[Corpora-List] Cleaning text to take word frequency

Trevor Jenkins trevor.jenkins at suneidesis.com
Sun Jun 1 12:57:13 UTC 2008


On Sun, 1 Jun 2008, True Friend <true.friend2004 at gmail.com> wrote:

> ... version in C# of a Perl script a respected subscriber of this list
> (Alexander Schutz) ... now I am trying to programm myself so I tried to
> implement that idea in C#. I have done that all and it works also but it
> does not give me 100% frequency of the word as the Perl script does.

That is possible. In fact doesn't surprise me at all.

> ... The resulting string array was cleaned from such characters but I
> couldn't get the 100% result. The frequency of most words are less than
> that of Perl script (which does the same thing). ...

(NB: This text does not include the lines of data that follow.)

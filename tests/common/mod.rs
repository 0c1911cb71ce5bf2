//! Common test utilities for profile-dl integration tests

#[allow(dead_code)]
pub mod assertions;
#[allow(dead_code)]
pub mod config;
#[allow(dead_code)]
pub mod fixtures;

#[allow(unused_imports)]
pub use assertions::*;
#[allow(unused_imports)]
pub use config::*;
#[allow(unused_imports)]
pub use fixtures::*;
use super::*;
use crate::jobs::test_helpers::{ScriptedExtractor, create_job, create_test_manager};
use crate::types::{JobId, JobSnapshot, JobStatus};
use axum::body::Body;
use axum::http::{Request, StatusCode};
use axum::response::Response;
use serde_json::{Value, json};
use std::time::Duration;
use tower::ServiceExt;


/// Router over a scripted extractor whose profiles discover `urls`
fn create_test_app(urls: &[&str]) -> (Router, JobManager, tempfile::TempDir) {
    let (manager, temp_dir) = create_test_manager(Arc::new(ScriptedExtractor::with_items(urls)));
    let config = Arc::new(manager.config().clone());
    (create_router(manager.clone(), config), manager, temp_dir)
}

async fn send(app: &Router, request: Request<Body>) -> Response {
    app.clone().oneshot(request).await.unwrap()
}

fn get_request(uri: &str) -> Request<Body> {
    Request::builder().uri(uri).body(Body::empty()).unwrap()
}

fn post_json(uri: &str, body: Value) -> Request<Body> {
    Request::builder()
        .method("POST")
        .uri(uri)
        .header("content-type", "application/json")
        .body(Body::from(body.to_string()))
        .unwrap()
}

async fn json_body(response: Response) -> Value {
    let body = axum::body::to_bytes(response.into_body(), usize::MAX)
        .await
        .unwrap();
    serde_json::from_slice(&body).unwrap()
}

async fn wait_for_terminal(manager: &JobManager, id: JobId) -> JobSnapshot {
    tokio::time::timeout(Duration::from_secs(5), async {
        loop {
            let snapshot = manager.snapshot(id).unwrap();
            if snapshot.status.is_terminal() {
                return snapshot;
            }
            tokio::time::sleep(Duration::from_millis(10)).await;
        }
    })
    .await
    .expect("job should reach a terminal status")
}

#[tokio::test]
async fn test_api_server_spawns() {
    let (manager, _temp_dir) = create_test_manager(Arc::new(ScriptedExtractor::failing()));

    let mut config = manager.config().clone();
    config.server.api.bind_address = "127.0.0.1:0".parse().unwrap(); // Port 0 = OS assigns a free port
    let config = Arc::new(config);

    let api_handle = tokio::spawn(async move { start_api_server(manager, config).await });

    // Give it a moment to start
    tokio::time::sleep(Duration::from_millis(100)).await;
    assert!(!api_handle.is_finished(), "server should still be serving");
    api_handle.abort();
}

#[tokio::test]
async fn test_start_api_server_reports_bind_failure() {
    let (manager, _temp_dir) = create_test_manager(Arc::new(ScriptedExtractor::failing()));
    let occupied = std::net::TcpListener::bind("127.0.0.1:0").unwrap();

    let mut config = manager.config().clone();
    config.server.api.bind_address = occupied.local_addr().unwrap();

    let result = start_api_server(manager, Arc::new(config)).await;
    assert!(matches!(result, Err(crate::Error::Io(_))));
}

#[tokio::test]
async fn test_cors_enabled() {
    let (app, _manager, _temp_dir) = create_test_app(&[]);

    let request = Request::builder()
        .uri("/health")
        .header("Origin", "http://localhost:3000")
        .body(Body::empty())
        .unwrap();
    let response = send(&app, request).await;

    assert_eq!(response.status(), StatusCode::OK);
    assert!(
        response
            .headers()
            .contains_key("access-control-allow-origin"),
        "CORS header should be present when CORS is enabled"
    );
}

#[tokio::test]
async fn test_cors_disabled() {
    let (manager, _temp_dir) = create_test_manager(Arc::new(ScriptedExtractor::failing()));
    let mut config = manager.config().clone();
    config.server.api.cors_enabled = false;
    let app = create_router(manager, Arc::new(config));

    let request = Request::builder()
        .uri("/health")
        .header("Origin", "http://localhost:3000")
        .body(Body::empty())
        .unwrap();
    let response = send(&app, request).await;

    assert!(
        !response
            .headers()
            .contains_key("access-control-allow-origin")
    );
}

#[tokio::test]
async fn test_cors_specific_origin() {
    let (manager, _temp_dir) = create_test_manager(Arc::new(ScriptedExtractor::failing()));
    let mut config = manager.config().clone();
    config.server.api.cors_origins = vec!["http://allowed.example".to_string()];
    let app = create_router(manager, Arc::new(config));

    let request = Request::builder()
        .uri("/health")
        .header("Origin", "http://allowed.example")
        .body(Body::empty())
        .unwrap();
    let response = send(&app, request).await;

    assert_eq!(
        response
            .headers()
            .get("access-control-allow-origin")
            .unwrap(),
        "http://allowed.example"
    );
}
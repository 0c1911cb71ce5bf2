//! Job finalization: write the terminal status exactly once.

use crate::error::{Error, Result};
use crate::types::{JobEvent, JobStatus};

use super::context::RunContext;
use super::orchestration::RunOutcome;

/// Map the run outcome to a terminal status.
///
/// A job that was cancelled while the runner worked keeps its Cancelled
/// status: the guarded transition rejects any later Completed or Failed.
pub(super) fn finalize_job(ctx: &RunContext, outcome: Result<RunOutcome>) {
    let id = ctx.id();

    match outcome {
        Ok(RunOutcome::Finished) => {
            let (downloaded, failed) = ctx.job.counts();
            let message = format!("Done. Downloaded={}, Failed={}", downloaded, failed);
            if ctx.job.finish(JobStatus::Completed, message) {
                tracing::info!(job_id = %id, downloaded, failed, "Job completed");
                ctx.emit(JobEvent::Completed {
                    id,
                    downloaded,
                    failed,
                });
            } else {
                log_already_final(ctx);
            }
        }
        Ok(RunOutcome::Cancelled) | Err(Error::Cancelled) => {
            let (downloaded, failed) = ctx.job.counts();
            tracing::info!(job_id = %id, downloaded, failed, "Job stopped after cancellation");
        }
        Ok(RunOutcome::DiscoveryExhausted(platform)) => {
            tracing::error!(job_id = %id, %platform, "Every discovery profile failed");
            fail(ctx, platform.discovery_diagnostic().to_string());
        }
        Err(e) => {
            if ctx.job.is_cancelled() {
                tracing::info!(job_id = %id, error = %e, "Job errored after cancellation");
            } else {
                tracing::error!(job_id = %id, error = %e, "Job failed");
                fail(ctx, e.to_string());
            }
        }
    }
}

fn fail(ctx: &RunContext, message: String) {
    let id = ctx.id();
    if ctx.job.finish(JobStatus::Failed, message.clone()) {
        ctx.emit(JobEvent::Failed { id, error: message });
    } else {
        log_already_final(ctx);
    }
}

fn log_already_final(ctx: &RunContext) {
    tracing::debug!(
        job_id = %ctx.id(),
        status = %ctx.job.status(),
        "Job reached a terminal status before the runner finished"
    );
}
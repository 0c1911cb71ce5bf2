//! HTTP error response handling for the API
//!
//! Converts domain errors into HTTP responses with the matching status code
//! and the JSON error envelope.

use crate::error::{ApiError, Error, ToHttpStatus};
use axum::{
    Json,
    http::StatusCode,
    response::{IntoResponse, Response},
};

impl IntoResponse for Error {
    fn into_response(self) -> Response {
        let status_code =
            StatusCode::from_u16(self.status_code()).unwrap_or(StatusCode::INTERNAL_SERVER_ERROR);

        let api_error: ApiError = self.into();

        (status_code, Json(api_error)).into_response()
    }
}

/// Status is derived from the error code where one is known, 500 otherwise
impl IntoResponse for ApiError {
    fn into_response(self) -> Response {
        let status_code = match self.error.code.as_str() {
            "validation_error" | "config_error" => StatusCode::BAD_REQUEST,
            "not_found" | "job_not_found" => StatusCode::NOT_FOUND,
            _ => StatusCode::INTERNAL_SERVER_ERROR,
        };
        (status_code, Json(self)).into_response()
    }
}
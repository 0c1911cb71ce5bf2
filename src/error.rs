//! Error types for profile-dl
//!
//! This module provides error handling for the library, including:
//! - Domain-specific error types (Job, Extractor, Config, etc.)
//! - HTTP status code mapping for API integration
//! - Structured error responses with machine-readable error codes

use crate::types::JobId;
use serde::{Deserialize, Serialize};
use thiserror::Error;
use utoipa::ToSchema;

/// Result type alias for profile-dl operations
pub type Result<T> = std::result::Result<T, Error>;

/// Main error type for profile-dl
#[derive(Debug, Error)]
pub enum Error {
    /// Configuration error with context about which setting is invalid
    #[error("configuration error: {message}")]
    Config {
        /// Human-readable error message describing the configuration issue
        message: String,
        /// The configuration key that caused the error (e.g., "YTDLP_CONCURRENCY")
        key: Option<String>,
    },

    /// Job registry error
    #[error("job error: {0}")]
    Job(#[from] JobError),

    /// Extractor (discovery or transfer) error
    #[error("extractor error: {0}")]
    Extractor(#[from] ExtractorError),

    /// Invalid request input
    #[error("validation error: {0}")]
    Validation(String),

    /// The job was cancelled while the operation was in progress
    #[error("job cancelled")]
    Cancelled,

    /// I/O error
    #[error("I/O error: {0}")]
    Io(#[from] std::io::Error),

    /// API server error
    #[error("API server error: {0}")]
    ApiServerError(String),
}

/// Job registry errors
#[derive(Debug, Error)]
pub enum JobError {
    /// No job with this id exists in the store
    #[error("job {id} not found")]
    NotFound {
        /// The job ID that was not found
        id: JobId,
    },

    /// A job with this id is already registered
    #[error("job {id} already exists")]
    AlreadyExists {
        /// The duplicated job ID
        id: JobId,
    },
}

/// Errors reported by an [`Extractor`](crate::extractor::Extractor)
#[derive(Debug, Clone, Error)]
pub enum ExtractorError {
    /// The extractor ran and reported a failure (stderr / error text)
    #[error("{0}")]
    Failed(String),

    /// The transfer was stopped because the progress sink asked to abort
    #[error("transfer aborted by progress checkpoint")]
    Aborted,

    /// The extractor could not be executed at all
    #[error("failed to execute extractor: {0}")]
    Spawn(String),

    /// The extractor produced output that could not be understood
    #[error("unexpected extractor output: {0}")]
    InvalidOutput(String),

    /// No extractor is available
    #[error("{0}")]
    NotSupported(String),
}

/// API error response format
///
/// # Example JSON Response
///
/// ```json
/// {
///   "error": {
///     "code": "job_not_found",
///     "message": "job error: job 6f1c... not found",
///     "details": {
///       "job_id": "6f1c..."
///     }
///   }
/// }
/// ```
#[derive(Debug, Clone, Serialize, Deserialize, ToSchema)]
pub struct ApiError {
    /// The error details
    pub error: ErrorDetail,
}

/// Detailed error information for API responses
#[derive(Debug, Clone, Serialize, Deserialize, ToSchema)]
pub struct ErrorDetail {
    /// Machine-readable error code (e.g., "not_found", "validation_error")
    pub code: String,

    /// Human-readable error message
    pub message: String,

    /// Optional additional context about the error
    #[serde(skip_serializing_if = "Option::is_none")]
    pub details: Option<serde_json::Value>,
}

impl ApiError {
    /// Create a new API error with code and message
    pub fn new(code: impl Into<String>, message: impl Into<String>) -> Self {
        Self {
            error: ErrorDetail {
                code: code.into(),
                message: message.into(),
                details: None,
            },
        }
    }

    /// Create a "not found" error
    pub fn not_found(resource: impl Into<String>) -> Self {
        Self::new("not_found", format!("{} not found", resource.into()))
    }

    /// Create a "validation error" error
    pub fn validation(message: impl Into<String>) -> Self {
        Self::new("validation_error", message)
    }

    /// Create an "internal server error"
    pub fn internal(message: impl Into<String>) -> Self {
        Self::new("internal_error", message)
    }
}

/// Convert errors to HTTP status codes for API responses
pub trait ToHttpStatus {
    /// Get the HTTP status code for this error
    fn status_code(&self) -> u16;

    /// Get the machine-readable error code
    fn error_code(&self) -> &str;
}

impl ToHttpStatus for Error {
    fn status_code(&self) -> u16 {
        match self {
            // 400 Bad Request - Client error (invalid input)
            Error::Config { .. } => 400,
            Error::Validation(_) => 400,

            // 404 Not Found
            Error::Job(JobError::NotFound { .. }) => 404,

            // 409 Conflict
            Error::Job(JobError::AlreadyExists { .. }) => 409,
            Error::Cancelled => 409,

            // 500 Internal Server Error - Server-side issues
            Error::Io(_) => 500,
            Error::ApiServerError(_) => 500,

            // 501 Not Implemented - Feature not supported
            Error::Extractor(ExtractorError::NotSupported(_)) => 501,

            // 502 Bad Gateway - External tool reported a failure
            Error::Extractor(_) => 502,
        }
    }

    fn error_code(&self) -> &str {
        match self {
            Error::Config { .. } => "config_error",
            Error::Job(e) => match e {
                JobError::NotFound { .. } => "job_not_found",
                JobError::AlreadyExists { .. } => "job_already_exists",
            },
            Error::Extractor(e) => match e {
                ExtractorError::Failed(_) => "extractor_failed",
                ExtractorError::Aborted => "extractor_aborted",
                ExtractorError::Spawn(_) => "extractor_unavailable",
                ExtractorError::InvalidOutput(_) => "extractor_invalid_output",
                ExtractorError::NotSupported(_) => "not_supported",
            },
            Error::Validation(_) => "validation_error",
            Error::Cancelled => "cancelled",
            Error::Io(_) => "io_error",
            Error::ApiServerError(_) => "api_server_error",
        }
    }
}

impl From<Error> for ApiError {
    fn from(error: Error) -> Self {
        let code = error.error_code().to_string();
        let message = error.to_string();

        let details = match &error {
            Error::Job(JobError::NotFound { id }) | Error::Job(JobError::AlreadyExists { id }) => {
                Some(serde_json::json!({
                    "job_id": id,
                }))
            }
            Error::Config { key: Some(key), .. } => Some(serde_json::json!({
                "key": key,
            })),
            _ => None,
        };

        ApiError {
            error: ErrorDetail {
                code,
                message,
                details,
            },
        }
    }
}

#[allow(clippy::unwrap_used, clippy::expect_used)]
#[cfg(test)]
mod tests {
    use super::*;

    /// Returns (Error, expected_status_code, expected_error_code) for every
    /// reachable match arm in ToHttpStatus.
    fn all_error_variants() -> Vec<(Error, u16, &'static str)> {
        let id = JobId::new();
        vec![
            (
                Error::Config {
                    message: "bad value".into(),
                    key: Some("YTDLP_CONCURRENCY".into()),
                },
                400,
                "config_error",
            ),
            (
                Error::Validation("empty url".into()),
                400,
                "validation_error",
            ),
            (
                Error::Job(JobError::NotFound { id }),
                404,
                "job_not_found",
            ),
            (
                Error::Job(JobError::AlreadyExists { id }),
                409,
                "job_already_exists",
            ),
            (Error::Cancelled, 409, "cancelled"),
            (
                Error::Io(std::io::Error::new(std::io::ErrorKind::NotFound, "gone")),
                500,
                "io_error",
            ),
            (
                Error::ApiServerError("bind failed".into()),
                500,
                "api_server_error",
            ),
            (
                Error::Extractor(ExtractorError::Failed("HTTP Error 404".into())),
                502,
                "extractor_failed",
            ),
            (
                Error::Extractor(ExtractorError::Aborted),
                502,
                "extractor_aborted",
            ),
            (
                Error::Extractor(ExtractorError::Spawn("no such file".into())),
                502,
                "extractor_unavailable",
            ),
            (
                Error::Extractor(ExtractorError::InvalidOutput("not json".into())),
                502,
                "extractor_invalid_output",
            ),
            (
                Error::Extractor(ExtractorError::NotSupported("yt-dlp missing".into())),
                501,
                "not_supported",
            ),
        ]
    }

    #[test]
    fn every_variant_maps_to_expected_status_and_code() {
        for (error, expected_status, expected_code) in all_error_variants() {
            assert_eq!(
                error.status_code(),
                expected_status,
                "error_code={expected_code} returned the wrong status"
            );
            assert_eq!(error.error_code(), expected_code);
        }
    }

    #[test]
    fn not_found_carries_job_id_detail() {
        let id = JobId::new();
        let api_error: ApiError = Error::Job(JobError::NotFound { id }).into();

        assert_eq!(api_error.error.code, "job_not_found");
        assert!(api_error.error.message.contains(&id.to_string()));
        let details = api_error.error.details.unwrap();
        assert_eq!(details["job_id"], id.to_string());
    }

    #[test]
    fn config_error_carries_key_detail() {
        let api_error: ApiError = Error::Config {
            message: "not a number".into(),
            key: Some("YTDLP_CONCURRENCY".into()),
        }
        .into();

        assert_eq!(api_error.error.code, "config_error");
        assert_eq!(api_error.error.details.unwrap()["key"], "YTDLP_CONCURRENCY");
    }

    #[test]
    fn errors_without_context_have_no_details() {
        let api_error: ApiError = Error::Cancelled.into();
        assert!(api_error.error.details.is_none());

        let json = serde_json::to_value(&api_error).unwrap();
        assert!(json["error"].get("details").is_none());
    }

    #[test]
    fn extractor_failure_message_is_preserved() {
        let error = Error::Extractor(ExtractorError::Failed(
            "ERROR: [youtube] abc: Sign in to confirm your age".into(),
        ));
        assert!(error.to_string().contains("Sign in to confirm your age"));
    }
}
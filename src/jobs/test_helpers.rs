//! Shared test helpers: a scripted extractor and manager construction.

use crate::config::Config;
use crate::error::ExtractorError;
use crate::extractor::{
    Discovery, Extractor, ExtractorProfile, FetchProgress, FetchRequest, ItemDescriptor,
};
use crate::jobs::{Job, JobManager, JobStore};
use crate::types::NewJob;
use async_trait::async_trait;
use std::collections::{HashMap, VecDeque};
use std::sync::{Arc, Mutex};
use tempfile::TempDir;
use tokio::sync::Notify;
use tokio::time::Instant;

/// One recorded `fetch` call
#[derive(Debug, Clone)]
pub(crate) struct FetchCall {
    pub(crate) url: String,
    pub(crate) profile: &'static str,
    pub(crate) at: Instant,
}

/// Pauses every fetch after its first progress report until released
pub(crate) struct FetchGate {
    /// Notified when a fetch reaches the gate
    pub(crate) entered: Notify,
    /// Notify once per fetch to let it continue
    pub(crate) release: Notify,
}

/// Extractor whose behavior is scripted per profile and per item URL
///
/// - discovery: per-profile result, else the default item list, else failure
/// - fetch: queued results per URL, `Ok(())` once the queue is empty
pub(crate) struct ScriptedExtractor {
    default_items: Option<Vec<ItemDescriptor>>,
    discoveries: Mutex<HashMap<&'static str, Result<Discovery, ExtractorError>>>,
    fetch_script: Mutex<HashMap<String, VecDeque<Result<(), ExtractorError>>>>,
    gate: Option<Arc<FetchGate>>,
    pub(crate) discover_calls: Mutex<Vec<&'static str>>,
    pub(crate) fetch_calls: Mutex<Vec<FetchCall>>,
}

impl ScriptedExtractor {
    /// Every profile discovers a collection of `urls`
    pub(crate) fn with_items(urls: &[&str]) -> Self {
        Self {
            default_items: Some(items(urls)),
            ..Self::failing()
        }
    }

    /// Every profile fails discovery
    pub(crate) fn failing() -> Self {
        Self {
            default_items: None,
            discoveries: Mutex::new(HashMap::new()),
            fetch_script: Mutex::new(HashMap::new()),
            gate: None,
            discover_calls: Mutex::new(Vec::new()),
            fetch_calls: Mutex::new(Vec::new()),
        }
    }

    /// Override discovery for one profile
    pub(crate) fn discovery_for(
        self,
        profile: &'static str,
        result: Result<Discovery, ExtractorError>,
    ) -> Self {
        self.discoveries.lock().unwrap().insert(profile, result);
        self
    }

    /// Queue fetch results for `url`
    pub(crate) fn fetch_results(self, url: &str, results: Vec<Result<(), ExtractorError>>) -> Self {
        self.fetch_script
            .lock()
            .unwrap()
            .insert(url.to_string(), results.into());
        self
    }

    /// Hold every fetch at a gate; returns the gate handle
    pub(crate) fn gated(mut self) -> (Self, Arc<FetchGate>) {
        let gate = Arc::new(FetchGate {
            entered: Notify::new(),
            release: Notify::new(),
        });
        self.gate = Some(gate.clone());
        (self, gate)
    }

    pub(crate) fn discover_calls(&self) -> Vec<&'static str> {
        self.discover_calls.lock().unwrap().clone()
    }

    pub(crate) fn fetch_calls(&self) -> Vec<FetchCall> {
        self.fetch_calls.lock().unwrap().clone()
    }

    pub(crate) fn fetched_urls(&self) -> Vec<String> {
        self.fetch_calls().into_iter().map(|c| c.url).collect()
    }
}

#[async_trait]
impl Extractor for ScriptedExtractor {
    async fn discover(
        &self,
        _url: &str,
        profile: &ExtractorProfile,
        _proxy: Option<&str>,
    ) -> Result<Discovery, ExtractorError> {
        self.discover_calls.lock().unwrap().push(profile.name);

        if let Some(result) = self.discoveries.lock().unwrap().get(profile.name) {
            return result.clone();
        }
        match &self.default_items {
            Some(items) => Ok(Discovery::Collection(items.clone())),
            None => Err(ExtractorError::Failed(format!(
                "ERROR: Unsupported URL ({} profile)",
                profile.name
            ))),
        }
    }

    async fn fetch(&self, request: FetchRequest<'_>) -> Result<(), ExtractorError> {
        self.fetch_calls.lock().unwrap().push(FetchCall {
            url: request.item_url.to_string(),
            profile: request.profile.name,
            at: Instant::now(),
        });

        let filename = format!("{}.mp4", request.item_url);
        let downloading = || FetchProgress::Downloading {
            filename: filename.clone(),
        };

        if (request.progress)(downloading()).is_break() {
            return Err(ExtractorError::Aborted);
        }

        if let Some(gate) = &self.gate {
            gate.entered.notify_one();
            gate.release.notified().await;
            if (request.progress)(downloading()).is_break() {
                return Err(ExtractorError::Aborted);
            }
        }

        let result = self
            .fetch_script
            .lock()
            .unwrap()
            .get_mut(request.item_url)
            .and_then(VecDeque::pop_front)
            .unwrap_or(Ok(()));

        if result.is_ok() {
            let _ = (request.progress)(FetchProgress::Finished {
                filename: filename.clone(),
            });
        }
        result
    }

    fn name(&self) -> &'static str {
        "scripted"
    }
}

/// Item descriptors with `url` and `id` set
pub(crate) fn items(urls: &[&str]) -> Vec<ItemDescriptor> {
    urls.iter()
        .enumerate()
        .map(|(i, url)| ItemDescriptor {
            url: Some(url.to_string()),
            id: Some(format!("item{}", i + 1)),
            ..Default::default()
        })
        .collect()
}

/// A failure the runner classifies as rate limiting
pub(crate) fn rate_limited() -> ExtractorError {
    ExtractorError::Failed("ERROR: HTTP Error 429: Too Many Requests".into())
}

/// Manager over `extractor` whose default output root lives in a tempdir.
/// Returns the manager and the tempdir (which must be kept alive).
pub(crate) fn create_test_manager(extractor: Arc<dyn Extractor>) -> (JobManager, TempDir) {
    let temp_dir = tempfile::tempdir().unwrap();

    let mut config = Config::default();
    config.download.default_output_root = temp_dir.path().join("downloads");
    config.tools.search_path = false;

    let manager = JobManager::with_components(config, Arc::new(JobStore::new()), extractor);
    (manager, temp_dir)
}

/// Create a job for `url` under the manager's default output root
pub(crate) async fn create_job(manager: &JobManager, url: &str, max_videos: Option<usize>) -> Arc<Job> {
    manager
        .create(NewJob {
            profile_url: url.to_string(),
            output_root: Default::default(),
            max_videos,
            proxy: None,
        })
        .await
        .unwrap()
}
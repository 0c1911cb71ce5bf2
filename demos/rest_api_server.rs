//! REST API server example
//!
//! Runs profile-dl with the REST API enabled so jobs can be driven over HTTP.
//!
//! After starting, you can:
//! - View Swagger UI at http://localhost:8000/swagger-ui
//! - Create jobs via POST http://localhost:8000/jobs
//! - Monitor progress via GET http://localhost:8000/jobs
//! - Stream events via GET http://localhost:8000/events
//!
//! Environment overrides (`PROFILE_DL_OUTPUT_ROOT`, `PROFILE_DL_BIND_ADDRESS`,
//! `YTDLP_PATH`, `YTDLP_CONCURRENCY`) are applied on top of the defaults.
//! Set `RUST_LOG=profile_dl=debug` for detailed logs.

use profile_dl::{Config, JobManager, run_with_shutdown};

#[tokio::main]
async fn main() -> Result<(), Box<dyn std::error::Error>> {
    tracing_subscriber::fmt()
        .with_env_filter(
            tracing_subscriber::EnvFilter::try_from_default_env()
                .unwrap_or_else(|_| tracing_subscriber::EnvFilter::new("info,profile_dl=info")),
        )
        .init();

    let mut config = Config::default();
    config.apply_env_overrides()?;

    let address = config.server.api.bind_address;
    let manager = JobManager::new(config);

    println!("Starting profile-dl REST API server");
    println!("Swagger UI: http://{address}/swagger-ui");
    println!("Events stream: http://{address}/events");
    println!("Extractor: {}", manager.extractor_name());
    println!();
    println!("Example commands:");
    println!("  # Download the five newest videos of a profile");
    println!("  curl -X POST http://{address}/jobs \\");
    println!("    -H 'Content-Type: application/json' \\");
    println!("    -d '{{\"profile_url\": \"https://www.tiktok.com/@someone\", \"max_videos\": 5}}'");
    println!();
    println!("  # List all jobs");
    println!("  curl http://{address}/jobs");
    println!();
    println!("  # Stream events (Server-Sent Events)");
    println!("  curl -N http://{address}/events");

    let server = manager.spawn_api_server();

    tokio::select! {
        result = server => {
            // The server only returns on failure
            result??;
        }
        result = run_with_shutdown(manager) => {
            result?;
        }
    }

    Ok(())
}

I'm neither a perl wizard or a C# tune-smith (I still use Snobol4) but I'd
suspect a major difference in the way the two language process text. For
my money I'd believe perl is giving you a more accurate result because the
language itself was designed to process text. I'd further believer that C#
(as Microsoft's attempt to have their own Java) doesn't deal with
character and/or textual data in the same way. What perl accepts as text
C# may well be ditching. You may be right by citing the System.split()
function; check very carefully what that function is intended to do and
then compare it with how the similar, but not necessarily identical,
function in perl works. Assume absolutely nothing about the functionality
of either language or of functions with the same name. If in doubt blame
C# for the discrepancy.

Regards, Trevor

<>< Re: deemed!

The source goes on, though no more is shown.